_SUPPLIED RECORDS_.
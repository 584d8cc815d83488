//! Point-in-time volume snapshots for reading files held open by other processes.
//!
//! Snapshots are a soft capability: a provider may be missing, lack privileges,
//! or fail for any reason, and every such case becomes "unavailable" (`None`).
//! Callers then read from the live path instead.
//!
//! A [`VssSession`] lives for exactly one backup run. It creates at most one
//! snapshot per volume, lazily, and releases all of them when dropped.

use std::collections::HashMap;
use std::path::{Path, PathBuf};
use std::sync::Arc;
use tracing::{debug, warn};

/// A frozen image of one volume.
#[derive(Debug, Clone, PartialEq, Eq)]
pub struct VolumeSnapshot {
    id: String,
    device_root: PathBuf,
}

impl VolumeSnapshot {
    pub fn new(id: impl Into<String>, device_root: impl Into<PathBuf>) -> Self {
        VolumeSnapshot {
            id: id.into(),
            device_root: device_root.into(),
        }
    }

    /// Provider-level identifier, used for release.
    pub fn id(&self) -> &str {
        &self.id
    }

    /// Root of the frozen image, e.g. `\\?\GLOBALROOT\Device\HarddiskVolumeShadowCopy3\`.
    pub fn device_root(&self) -> &Path {
        &self.device_root
    }

    /// Map a live absolute path to the same file inside the frozen image.
    ///
    /// Paths outside `volume_root` are returned unchanged.
    pub fn translate_path(&self, live_path: &Path, volume_root: &Path) -> PathBuf {
        match live_path.strip_prefix(volume_root) {
            Ok(relative) => self.device_root.join(relative),
            Err(_) => live_path.to_path_buf(),
        }
    }
}

/// A source of volume snapshots.
///
/// Implementations must never panic and never report failure other than by
/// returning `false` / `None`.
pub trait SnapshotProvider: Send + Sync {
    /// Whether the snapshot service is usable at all on this system.
    fn probe(&self) -> bool;

    /// Create a snapshot of the volume mounted at `volume_root`.
    fn create(&self, volume_root: &Path) -> Option<VolumeSnapshot>;

    /// Tear a snapshot down. Errors are swallowed.
    fn release(&self, snapshot: &VolumeSnapshot);
}

/// Provider for systems without a snapshot service.
#[derive(Debug, Default, Clone, Copy)]
pub struct NoSnapshots;

impl SnapshotProvider for NoSnapshots {
    fn probe(&self) -> bool {
        false
    }

    fn create(&self, _volume_root: &Path) -> Option<VolumeSnapshot> {
        None
    }

    fn release(&self, _snapshot: &VolumeSnapshot) {}
}

/// The platform's snapshot provider.
pub fn default_provider() -> Arc<dyn SnapshotProvider> {
    #[cfg(windows)]
    {
        Arc::new(shadow_copy::ShadowCopyProvider::default())
    }
    #[cfg(not(windows))]
    {
        Arc::new(NoSnapshots)
    }
}

/// Per-run cache of volume snapshots.
pub struct VssSession {
    provider: Arc<dyn SnapshotProvider>,
    snapshots: HashMap<String, Option<VolumeSnapshot>>,
}

impl VssSession {
    pub fn new(provider: Arc<dyn SnapshotProvider>) -> Self {
        VssSession {
            provider,
            snapshots: HashMap::new(),
        }
    }

    /// Snapshot for `volume_root`, creating it on first request.
    ///
    /// An unavailable result is cached too: the provider is asked once per volume.
    pub fn get_or_create(&mut self, volume_root: &Path) -> Option<&VolumeSnapshot> {
        let key = volume_key(volume_root);
        let provider = &self.provider;
        self.snapshots
            .entry(key)
            .or_insert_with(|| {
                let snapshot = provider.create(volume_root);
                match &snapshot {
                    Some(s) => debug!(volume = %volume_root.display(), id = s.id(), "volume snapshot created"),
                    None => warn!(volume = %volume_root.display(), "volume snapshot unavailable, copying live files"),
                }
                snapshot
            })
            .as_ref()
    }

    /// Number of snapshots actually created (unavailable volumes excluded).
    pub fn created_count(&self) -> usize {
        self.snapshots.values().filter(|s| s.is_some()).count()
    }
}

impl Drop for VssSession {
    fn drop(&mut self) {
        for snapshot in self.snapshots.drain().filter_map(|(_, s)| s) {
            debug!(id = snapshot.id(), "releasing volume snapshot");
            self.provider.release(&snapshot);
        }
    }
}

fn volume_key(volume_root: &Path) -> String {
    volume_root
        .to_string_lossy()
        .trim_end_matches(['\\', '/'])
        .to_uppercase()
}

#[cfg(windows)]
pub mod shadow_copy {
    //! Volume Shadow Copy through the `Win32_ShadowCopy` WMI class.
    //!
    //! Requires administrator rights; without them `create` returns `None`.

    use super::{SnapshotProvider, VolumeSnapshot};
    use std::path::{Path, PathBuf};
    use std::process::{Command, Stdio};
    use tracing::debug;

    #[derive(Debug, Default, Clone, Copy)]
    pub struct ShadowCopyProvider;

    fn powershell(script: &str) -> Option<String> {
        let output = Command::new("powershell")
            .args(["-NoProfile", "-NonInteractive", "-Command", script])
            .stdin(Stdio::null())
            .output()
            .ok()?;
        if !output.status.success() {
            debug!(stderr = %String::from_utf8_lossy(&output.stderr), "powershell failed");
            return None;
        }
        Some(String::from_utf8_lossy(&output.stdout).into_owned())
    }

    // Shadow ids are GUIDs; anything else is refused before it reaches a script.
    fn is_shadow_id(id: &str) -> bool {
        !id.is_empty() && id.chars().all(|c| c.is_ascii_hexdigit() || matches!(c, '{' | '}' | '-'))
    }

    impl SnapshotProvider for ShadowCopyProvider {
        fn probe(&self) -> bool {
            powershell("Get-WmiObject Win32_ShadowCopy | Out-Null").is_some()
        }

        fn create(&self, volume_root: &Path) -> Option<VolumeSnapshot> {
            let volume = format!("{}\\", volume_root.to_string_lossy().trim_end_matches('\\'));
            if volume.contains('\'') {
                return None;
            }
            let script = format!(
                "$r = ([WMICLASS]'root\\cimv2:Win32_ShadowCopy').Create('{volume}', 'ClientAccessible'); \
                 if ($r.ReturnValue -ne 0) {{ exit 1 }}; \
                 $s = Get-WmiObject Win32_ShadowCopy | Where-Object {{ $_.ID -eq $r.ShadowID }}; \
                 Write-Output $r.ShadowID; Write-Output $s.DeviceObject"
            );

            let stdout = powershell(&script)?;
            let mut lines = stdout.lines().map(str::trim).filter(|l| !l.is_empty());
            let id = lines.next()?.to_string();
            let device = lines.next()?;
            if !is_shadow_id(&id) || device.is_empty() {
                return None;
            }

            let device_root = PathBuf::from(format!("{}\\", device.trim_end_matches('\\')));
            Some(VolumeSnapshot::new(id, device_root))
        }

        fn release(&self, snapshot: &VolumeSnapshot) {
            if !is_shadow_id(snapshot.id()) {
                return;
            }
            let script = format!(
                "Get-WmiObject Win32_ShadowCopy | Where-Object {{ $_.ID -eq '{}' }} | ForEach-Object {{ $_.Delete() }}",
                snapshot.id()
            );
            let _ = powershell(&script);
        }
    }
}
//! Persistence seam for file snapshots and run records.
//!
//! The engine only talks to [`BackupRepository`]. Two implementations ship
//! with the crate: [`MemoryRepository`] for tests and embedding, and
//! [`JsonFileRepository`], which keeps the same state in a single JSON file
//! rewritten after every change.

use crate::error::{EngineError, Result};
use crate::model::{BackupRun, BackupRunEntry, FileSnapshot, PairId, ProfileId};
use serde::{Deserialize, Serialize};
use std::fs;
use std::path::{Path, PathBuf};
use std::sync::{Mutex, MutexGuard};
use uuid::Uuid;

/// Storage for snapshots and runs.
///
/// Implementations are shared between concurrent runs of different profiles,
/// hence `Send + Sync` and `&self` methods.
pub trait BackupRepository: Send + Sync {
    /// Current snapshot set of one pair (empty if never backed up).
    fn load_snapshots(&self, profile_id: ProfileId, pair_id: PairId) -> Result<Vec<FileSnapshot>>;

    /// Replace the snapshot set of one pair.
    fn save_snapshots(&self, profile_id: ProfileId, pair_id: PairId, snapshots: &[FileSnapshot]) -> Result<()>;

    /// Record a new run in `Running` state.
    fn create_run(&self, run: &BackupRun) -> Result<()>;

    /// Append entries to a created run.
    fn append_entries(&self, run_id: Uuid, entries: &[BackupRunEntry]) -> Result<()>;

    /// Store the final counters, status and timestamps of a run.
    fn finalize_run(&self, run: &BackupRun) -> Result<()>;

    /// Most recent runs first, optionally for one profile.
    fn recent_runs(&self, profile_id: Option<ProfileId>, limit: usize) -> Result<Vec<BackupRun>>;
}

#[derive(Debug, Clone, Serialize, Deserialize)]
struct SnapshotSet {
    profile_id: ProfileId,
    pair_id: PairId,
    files: Vec<FileSnapshot>,
}

#[derive(Debug, Default, Clone, Serialize, Deserialize)]
struct StoreState {
    #[serde(default)]
    snapshots: Vec<SnapshotSet>,
    #[serde(default)]
    runs: Vec<BackupRun>,
}

impl StoreState {
    fn load_snapshots(&self, profile_id: ProfileId, pair_id: PairId) -> Vec<FileSnapshot> {
        self.snapshots
            .iter()
            .find(|s| s.profile_id == profile_id && s.pair_id == pair_id)
            .map(|s| s.files.clone())
            .unwrap_or_default()
    }

    fn save_snapshots(&mut self, profile_id: ProfileId, pair_id: PairId, files: &[FileSnapshot]) {
        match self
            .snapshots
            .iter_mut()
            .find(|s| s.profile_id == profile_id && s.pair_id == pair_id)
        {
            Some(set) => set.files = files.to_vec(),
            None => self.snapshots.push(SnapshotSet {
                profile_id,
                pair_id,
                files: files.to_vec(),
            }),
        }
    }

    fn create_run(&mut self, run: &BackupRun) -> Result<()> {
        if self.runs.iter().any(|r| r.id == run.id) {
            return Err(EngineError::Repository(format!("run {} already exists", run.id)));
        }
        let mut stored = run.clone();
        stored.entries.clear();
        self.runs.push(stored);
        Ok(())
    }

    fn run_mut(&mut self, run_id: Uuid) -> Result<&mut BackupRun> {
        self.runs
            .iter_mut()
            .find(|r| r.id == run_id)
            .ok_or_else(|| EngineError::Repository(format!("unknown run {}", run_id)))
    }

    fn append_entries(&mut self, run_id: Uuid, entries: &[BackupRunEntry]) -> Result<()> {
        self.run_mut(run_id)?.entries.extend_from_slice(entries);
        Ok(())
    }

    fn finalize_run(&mut self, run: &BackupRun) -> Result<()> {
        let stored = self.run_mut(run.id)?;
        if stored.status.is_terminal() {
            return Err(EngineError::Repository(format!("run {} already finalized", run.id)));
        }
        let entries = std::mem::take(&mut stored.entries);
        *stored = BackupRun {
            entries,
            ..run.clone()
        };
        Ok(())
    }

    fn recent_runs(&self, profile_id: Option<ProfileId>, limit: usize) -> Vec<BackupRun> {
        let mut runs: Vec<BackupRun> = self
            .runs
            .iter()
            .filter(|r| profile_id.map_or(true, |id| r.profile_id == id))
            .cloned()
            .collect();
        runs.sort_by(|a, b| b.started_at.cmp(&a.started_at));
        runs.truncate(limit);
        runs
    }
}

fn lock(state: &Mutex<StoreState>) -> Result<MutexGuard<'_, StoreState>> {
    state
        .lock()
        .map_err(|_| EngineError::Repository("store lock poisoned".to_string()))
}

/// Repository holding everything in memory.
#[derive(Debug, Default)]
pub struct MemoryRepository {
    state: Mutex<StoreState>,
}

impl MemoryRepository {
    pub fn new() -> Self {
        Self::default()
    }
}

impl BackupRepository for MemoryRepository {
    fn load_snapshots(&self, profile_id: ProfileId, pair_id: PairId) -> Result<Vec<FileSnapshot>> {
        Ok(lock(&self.state)?.load_snapshots(profile_id, pair_id))
    }

    fn save_snapshots(&self, profile_id: ProfileId, pair_id: PairId, snapshots: &[FileSnapshot]) -> Result<()> {
        lock(&self.state)?.save_snapshots(profile_id, pair_id, snapshots);
        Ok(())
    }

    fn create_run(&self, run: &BackupRun) -> Result<()> {
        lock(&self.state)?.create_run(run)
    }

    fn append_entries(&self, run_id: Uuid, entries: &[BackupRunEntry]) -> Result<()> {
        lock(&self.state)?.append_entries(run_id, entries)
    }

    fn finalize_run(&self, run: &BackupRun) -> Result<()> {
        lock(&self.state)?.finalize_run(run)
    }

    fn recent_runs(&self, profile_id: Option<ProfileId>, limit: usize) -> Result<Vec<BackupRun>> {
        Ok(lock(&self.state)?.recent_runs(profile_id, limit))
    }
}

/// Repository persisted to one JSON file.
///
/// The file is rewritten (via a temporary sibling and a rename) after every
/// mutation, so a crash leaves either the old or the new state on disk.
#[derive(Debug)]
pub struct JsonFileRepository {
    path: PathBuf,
    state: Mutex<StoreState>,
}

impl JsonFileRepository {
    /// Open the store at `path`, starting empty if the file does not exist.
    pub fn open(path: impl Into<PathBuf>) -> Result<Self> {
        let path = path.into();
        let state = match fs::read(&path) {
            Ok(bytes) => serde_json::from_slice(&bytes)?,
            Err(e) if e.kind() == std::io::ErrorKind::NotFound => StoreState::default(),
            Err(e) => {
                return Err(EngineError::Repository(format!(
                    "cannot read {}: {}",
                    path.display(),
                    e
                )))
            }
        };
        Ok(JsonFileRepository {
            path,
            state: Mutex::new(state),
        })
    }

    pub fn path(&self) -> &Path {
        &self.path
    }

    fn mutate<T>(&self, f: impl FnOnce(&mut StoreState) -> Result<T>) -> Result<T> {
        let mut state = lock(&self.state)?;
        let mut next = state.clone();
        let value = f(&mut next)?;
        self.write(&next)?;
        *state = next;
        Ok(value)
    }

    fn write(&self, state: &StoreState) -> Result<()> {
        let bytes = serde_json::to_vec_pretty(state)?;
        let store_error = |e: std::io::Error| {
            EngineError::Repository(format!("cannot write {}: {}", self.path.display(), e))
        };
        if let Some(parent) = self.path.parent().filter(|p| !p.as_os_str().is_empty()) {
            fs::create_dir_all(parent).map_err(store_error)?;
        }
        let tmp = self.path.with_extension("json.tmp");
        fs::write(&tmp, bytes).map_err(store_error)?;
        fs::rename(&tmp, &self.path).map_err(store_error)?;
        Ok(())
    }
}

impl BackupRepository for JsonFileRepository {
    fn load_snapshots(&self, profile_id: ProfileId, pair_id: PairId) -> Result<Vec<FileSnapshot>> {
        Ok(lock(&self.state)?.load_snapshots(profile_id, pair_id))
    }

    fn save_snapshots(&self, profile_id: ProfileId, pair_id: PairId, snapshots: &[FileSnapshot]) -> Result<()> {
        self.mutate(|s| {
            s.save_snapshots(profile_id, pair_id, snapshots);
            Ok(())
        })
    }

    fn create_run(&self, run: &BackupRun) -> Result<()> {
        self.mutate(|s| s.create_run(run))
    }

    fn append_entries(&self, run_id: Uuid, entries: &[BackupRunEntry]) -> Result<()> {
        self.mutate(|s| s.append_entries(run_id, entries))
    }

    fn finalize_run(&self, run: &BackupRun) -> Result<()> {
        self.mutate(|s| s.finalize_run(run))
    }

    fn recent_runs(&self, profile_id: Option<ProfileId>, limit: usize) -> Result<Vec<BackupRun>> {
        Ok(lock(&self.state)?.recent_runs(profile_id, limit))
    }
}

_REQUIRED WORK_.
Search the data above for the word "frozen" and show every line that has it.

_OUTPUT FOR THIS EXERCISE_.
/// A frozen image of one volume.
    /// Root of the frozen image, e.g. `\\?\GLOBALROOT\Device\HarddiskVolumeShadowCopy3\`.
    /// Map a live absolute path to the same file inside the frozen image.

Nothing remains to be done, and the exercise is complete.